**What to do**
Filter the entries below, keeping only lines with the word "join".

**Task material**
//! Integration tests for the scan runners and tuning routines
//!
//! Every test builds a simulated station: a virtual IVVI rack behind the gate
//! façade and a virtual Keithley reading a device model at the current gate
//! values. Settle times are zero so the scans run without sleeping.

use std::collections::BTreeMap;
use std::sync::Arc;
use std::time::Duration;

use qdot_tuning::analysis::OneDot;
use qdot_tuning::dataset::{dataset_2d_metadata, load_dataset};
use qdot_tuning::gates::{ChannelRef, GateMap, VirtualDac};
use qdot_tuning::instrument::model::DotFeature;
use qdot_tuning::instrument::{DacInstrument, DeviceModel, VirtualIvvi, VirtualKeithley};
use qdot_tuning::metadata::ScanMetadata;
use qdot_tuning::scanjob::{create_scan_job, MeasurementRef, ScanJob, SweepData};
use qdot_tuning::scans::{
    load_onedot_pinch_values, onedot_hires_scan, scan_1d, scan_2d, scan_pinch_value,
    wait_bg_finish, PinchOptions, ScanOptions,
};
use qdot_tuning::station::{BackgroundPoll, Station};
use qdot_tuning::TuningError;
use tempfile::TempDir;
use tracing_test::traced_test;

fn station(model: DeviceModel) -> Station {
    let ivvi: Arc<dyn DacInstrument> = Arc::new(VirtualIvvi::new("ivvi"));
    let mut map = GateMap::new();
    map.insert("L".into(), ChannelRef::index(0, 1));
    map.insert("P1".into(), ChannelRef::index(0, 2));
    map.insert("R".into(), ChannelRef::index(0, 3));
    let gates = Arc::new(VirtualDac::new("gates", vec![ivvi], map));

    let keithley = VirtualKeithley::new("keithley1", gates.clone(), model);
    let station = Station::new(gates)
        .with_detector(Arc::new(keithley))
        .with_gate_settle(Arc::new(|_: &str| 0.0));
    station
        .set_measurement(&["keithley1".to_string()])
        .unwrap();
    station
}

fn assert_close(a: &[f64], b: &[f64]) {
    assert_eq!(a.len(), b.len());
    for (x, y) in a.iter().zip(b) {
        assert!((x - y).abs() <= 1e-12 * y.abs().max(1.0), "{x} != {y}");
    }
}

fn pinching_model() -> DeviceModel {
    DeviceModel::new(1.0)
        .with_gate("L", -300.0, 15.0)
        .with_gate("P1", -200.0, 15.0)
        .with_gate("R", -400.0, 15.0)
}

// =============================================================================
// scan_1d / scan_2d
// =============================================================================

#[tokio::test]
async fn test_scan_1d_records_metadata() {
    let station = station(pinching_model());
    let job = ScanJob::sweep(SweepData::new("L", 0.0, -20.0, -4.0)).with_delay(0.0);

    let data = scan_1d(&station, &job, &ScanOptions::default()).await.unwrap();

    assert_eq!(data.array("L").unwrap().data, vec![0.0, -4.0, -8.0, -12.0, -16.0]);
    let measured = data.array("keithley1").unwrap();
    assert_eq!(measured.len(), 5);
    assert!(measured.data.iter().all(|v| (*v - 1.0).abs() < 1e-3));

    let meta = ScanMetadata::from_dataset(&data).unwrap().unwrap();
    assert_eq!(meta.scanjob, job);
    assert_eq!(meta.allgatevalues["L"], -16.0);
    assert!(meta.dt >= 0.0);
}

#[tokio::test]
async fn test_scan_1d_writes_location() {
    let dir = TempDir::new().unwrap();
    let path = dir.path().join("sweep.json");
    let station = station(pinching_model());
    let job = ScanJob::sweep(SweepData::new("R", -390.0, -410.0, 5.0)).with_delay(0.0);

    let options = ScanOptions::default()
        .with_location(&path)
        .with_title_comment("short sweep");
    let data = scan_1d(&station, &job, &options).await.unwrap();

    assert!(path.exists());
    let loaded = load_dataset(&path).unwrap();
    assert_eq!(loaded.array("R").unwrap().data, vec![-390.0, -395.0, -400.0, -405.0]);
    assert_close(
        &loaded.array("keithley1").unwrap().data,
        &data.array("keithley1").unwrap().data,
    );
    assert_eq!(loaded.metadata["comment"], "short sweep");

    let stored = ScanMetadata::from_dataset(&loaded).unwrap().unwrap();
    let original = ScanMetadata::from_dataset(&data).unwrap().unwrap();
    assert_eq!(stored.scanjob, original.scanjob);
    assert_eq!(stored.allgatevalues, original.allgatevalues);
    assert_eq!(stored.scantime, original.scantime);
}

#[tokio::test]
async fn test_scan_1d_background_records_negative_dt() {
    let station = station(pinching_model());
    let job = ScanJob::sweep(SweepData::new("L", 0.0, -10.0, -2.0)).with_delay(0.0);

    let options = ScanOptions::default().with_background(true);
    let data = scan_1d(&station, &job, &options).await.unwrap();

    assert_eq!(data.array("keithley1").unwrap().len(), 5);
    let meta = ScanMetadata::from_dataset(&data).unwrap().unwrap();
    assert_eq!(meta.dt, -1.0);
    assert!(!station.background().is_running());
    assert!(wait_bg_finish(&station).await);
}

#[traced_test]
#[tokio::test]
async fn test_scan_1d_background_outlasting_poll_still_collects() {
    let station = station(pinching_model()).with_background_poll(BackgroundPoll {
        attempts: 1,
        interval: Duration::from_millis(1),
    });
    let job = ScanJob::sweep(SweepData::new("L", 0.0, -10.0, -2.0)).with_delay(0.02);

    let options = ScanOptions::default().with_background(true);
    let data = scan_1d(&station, &job, &options).await.unwrap();

    assert_eq!(data.array("keithley1").unwrap().len(), 5);
    logs_assert(|lines: &[&str]| {
        match lines
            .iter()
            .filter(|line| line.contains("background job not finished"))
            .count()
        {
            1 => Ok(()),
            n => Err(format!("expected one give-up message, got {n}")),
        }
    });
    assert!(!logs_contain("background measurement not completed"));
}

#[tokio::test]
async fn test_scan_1d_unknown_detector() {
    let station = station(pinching_model());
    let job = ScanJob::sweep(SweepData::new("L", 0.0, -10.0, -2.0))
        .with_instrument(vec![MeasurementRef::Name("lockin".into())]);

    let err = scan_1d(&station, &job, &ScanOptions::default())
        .await
        .unwrap_err();
    assert!(matches!(err, TuningError::UnknownDetector(name) if name == "lockin"));
}

#[tokio::test]
async fn test_scan_1d_unknown_gate() {
    let station = station(pinching_model());
    let job = ScanJob::sweep(SweepData::new("P9", 0.0, -10.0, -2.0));

    let err = scan_1d(&station, &job, &ScanOptions::default())
        .await
        .unwrap_err();
    assert!(matches!(err, TuningError::UnknownGate { .. }));
}

#[tokio::test]
async fn test_scan_2d_shape() {
    let station = station(pinching_model());
    let job = create_scan_job("L", (0.0, -8.0), Some("R"), Some((0.0, -12.0)), Some(-4.0), None);

    let data = scan_2d(&station, &job, &ScanOptions::default()).await.unwrap();

    let measured = data.array("keithley1").unwrap();
    assert_eq!(measured.shape, vec![2, 3]);
    let meta = dataset_2d_metadata(&data, None).unwrap();
    assert_eq!(meta.step_gate, "L");
    assert_eq!(meta.sweep_gate, "R");
    assert_eq!(meta.vstep, vec![0.0, -4.0]);
    assert_eq!(meta.vsweep, vec![0.0, -4.0, -8.0]);

    let scan_meta = ScanMetadata::from_dataset(&data).unwrap().unwrap();
    assert_eq!(scan_meta.allgatevalues["L"], -4.0);
    assert_eq!(scan_meta.allgatevalues["R"], -8.0);
}

#[tokio::test]
async fn test_scan_2d_falls_back_to_wait_time() {
    let station = station(pinching_model());
    let job = create_scan_job("L", (0.0, -8.0), Some("R"), Some((0.0, -12.0)), Some(-4.0), None);
    let options = ScanOptions::default().with_wait_time(0.02);

    let data = scan_2d(&station, &job, &options).await.unwrap();

    // one wait per inner point of the 2 x 3 grid
    let scan_meta = ScanMetadata::from_dataset(&data).unwrap().unwrap();
    assert!(scan_meta.dt >= 0.12, "dt {}", scan_meta.dt);
}

// =============================================================================
// Pinch-off scans
// =============================================================================

#[tokio::test]
async fn test_scan_pinch_value_analyses_and_resets() {
    let dir = TempDir::new().unwrap();
    let station = station(pinching_model());
    station.gates().set("L", -20.0).unwrap();

    let data = scan_pinch_value(&station, dir.path(), "L", &PinchOptions::default())
        .await
        .unwrap();

    let sweep = data.array("L").unwrap();
    assert_eq!(sweep.data[0], 0.0);
    assert_eq!(sweep.data[1], -6.0);
    assert_eq!(sweep.len(), 125);

    let adata: serde_json::Value = data.metadata["adata"].clone();
    assert_eq!(adata["good_gate"], true);
    let pinch = adata["pinch_value"].as_f64().unwrap();
    assert!((pinch - (-333.0)).abs() < 8.0, "pinch value {pinch}");

    assert_eq!(station.gates().get("L").unwrap(), -20.0);
    assert!(dir.path().join("one_dot/pinchoff-sweep-1d-L.json").exists());
}

#[tokio::test]
async fn test_scan_pinch_value_resets_to_base() {
    let dir = TempDir::new().unwrap();
    let station = station(pinching_model());
    let options = PinchOptions {
        basevalues: Some(BTreeMap::from([("R".to_string(), -50.0)])),
        full: true,
        ..Default::default()
    };

    let data = scan_pinch_value(&station, dir.path(), "R", &options)
        .await
        .unwrap();

    // sweep starts at max(base, 0)
    assert_eq!(data.array("R").unwrap().data[0], 0.0);
    assert_eq!(data.array("R").unwrap().data[1], -2.0);
    assert_eq!(station.gates().get("R").unwrap(), -50.0);
}

#[traced_test]
#[tokio::test]
async fn test_scan_pinch_value_keeps_scan_error_when_reset_fails() {
    let dir = TempDir::new().unwrap();
    let station = station(pinching_model());
    station.gates().set_boundaries([("L", (-800.0, 0.0))]).unwrap();
    // base below the boundary: the sweep from 0 fits but the reset does not
    let options = PinchOptions {
        basevalues: Some(BTreeMap::from([("L".to_string(), -900.0)])),
        instrument: vec![MeasurementRef::Name("keithley9".into())],
        ..Default::default()
    };

    let err = scan_pinch_value(&station, dir.path(), "L", &options)
        .await
        .unwrap_err();

    assert!(matches!(err, TuningError::UnknownDetector(_)), "{err}");
    assert!(logs_contain("Failed to reset gate after pinch-off scan"));
    assert_eq!(station.gates().get("L").unwrap(), 0.0);
}

#[tokio::test]
async fn test_scan_pinch_value_uses_cache() {
    let dir = TempDir::new().unwrap();
    let station = station(pinching_model());
    let first = scan_pinch_value(&station, dir.path(), "L", &PinchOptions::default())
        .await
        .unwrap();

    // a different device proves the second result comes from disk
    let other = station_with_flat_device();
    let options = PinchOptions {
        cache: true,
        ..Default::default()
    };
    let cached = scan_pinch_value(&other, dir.path(), "L", &options)
        .await
        .unwrap();

    assert_eq!(cached.metadata["adata"]["good_gate"], true);
    assert_close(
        &[cached.metadata["adata"]["pinch_value"].as_f64().unwrap()],
        &[first.metadata["adata"]["pinch_value"].as_f64().unwrap()],
    );
    assert_close(
        &cached.array("keithley1").unwrap().data,
        &first.array("keithley1").unwrap().data,
    );
}

fn station_with_flat_device() -> Station {
    station(DeviceModel::new(1.0))
}

#[tokio::test]
async fn test_load_onedot_pinch_values() {
    let dir = TempDir::new().unwrap();
    let station = station(pinching_model());
    let mut expected = Vec::new();
    for gate in ["L", "P1", "R"] {
        let data = scan_pinch_value(&station, dir.path(), gate, &PinchOptions::default())
            .await
            .unwrap();
        expected.push(data.metadata["adata"]["pinch_value"].as_f64().unwrap());
    }

    let mut od = OneDot::new("dot1", ["L", "P1", "R"], MeasurementRef::Index(1));
    let values = load_onedot_pinch_values(&mut od, dir.path()).unwrap();

    assert_close(&values, &expected);
    assert_eq!(od.pinchvalues, Some(values));
    assert!(values[1] > values[0] && values[0] > values[2]);
}

#[tokio::test]
async fn test_load_onedot_pinch_values_missing_file() {
    let dir = TempDir::new().unwrap();
    let mut od = OneDot::new("dot1", ["L", "P1", "R"], MeasurementRef::Index(1));

    let err = load_onedot_pinch_values(&mut od, dir.path()).unwrap_err();
    assert!(matches!(err, TuningError::DatasetNotFound(_)));
    assert!(err.to_string().starts_with("could not load file"));
    assert!(od.pinchvalues.is_none());
}

// =============================================================================
// One-dot high-resolution scan
// =============================================================================

#[tokio::test]
async fn test_onedot_hires_scan_finds_dot() {
    let model = DeviceModel::new(0.0).with_dot(DotFeature {
        gate_x: "R".into(),
        gate_y: "L".into(),
        center_x: -200.0,
        center_y: -250.0,
        width: 8.0,
        amplitude: 1.0,
    });
    let station = station(model);
    let od = OneDot::new("dot1", ["L", "P1", "R"], MeasurementRef::Index(1))
        .with_balancepoint([-196.0, -246.0]);

    let result = onedot_hires_scan(&station, od, 20.0, None).await.unwrap();

    let step = result.scanjob.stepdata.as_ref().unwrap();
    assert_eq!((step.start, step.end, step.step), (-222.0, -270.0, -4.0));
    let sweep = result.scanjob.sweepdata.as_ref().unwrap();
    assert_eq!((sweep.start, sweep.end), (-172.0, -220.0));

    let fine = result.od.balancepointfine.unwrap();
    assert!((fine[0] - (-200.0)).abs() < 0.5, "{fine:?}");
    assert!((fine[1] - (-250.0)).abs() < 0.5, "{fine:?}");
    let setpoint = result.od.setpoint.unwrap();
    assert_eq!(setpoint, [fine[0] + 10.0, fine[1] + 10.0]);

    let direction = result.od.coulombdirection.unwrap();
    assert!((direction[0].hypot(direction[1]) - 1.0).abs() < 1e-9);

    let stored: OneDot = result.dataset.metadata_as("od").unwrap().unwrap();
    assert_eq!(stored, result.od);
}

#[tokio::test]
async fn test_onedot_hires_scan_keeps_balance_point_on_flat_data() {
    let station = station(DeviceModel::new(1.0));
    let od = OneDot::new("dot1", ["L", "P1", "R"], MeasurementRef::Index(1))
        .with_balancepoint([-770.0, -770.0]);

    let result = onedot_hires_scan(&station, od, 20.0, None).await.unwrap();

    // both axes are clipped at the lowest allowed voltage
    assert_eq!(result.scanjob.stepdata.as_ref().unwrap().end, -780.0);
    assert_eq!(result.scanjob.sweepdata.as_ref().unwrap().end, -780.0);

    assert_eq!(result.od.balancepointfine, Some([-770.0, -770.0]));
    assert_eq!(result.od.setpoint, Some([-760.0, -760.0]));
    assert_eq!(result.od.coulombdirection, Some([1.0, 0.0]));
}

#[tokio::test]
async fn test_onedot_hires_scan_needs_balance_point() {
    let station = station(DeviceModel::new(1.0));
    let od = OneDot::new("dot1", ["L", "P1", "R"], MeasurementRef::Index(1));

    let err = onedot_hires_scan(&station, od, 20.0, None).await.unwrap_err();
    assert!(matches!(err, TuningError::InvalidScanJob(_)));
}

**Response to the task**
    let path = dir.path().join("sweep.json");
    assert!(dir.path().join("one_dot/pinchoff-sweep-1d-L.json").exists());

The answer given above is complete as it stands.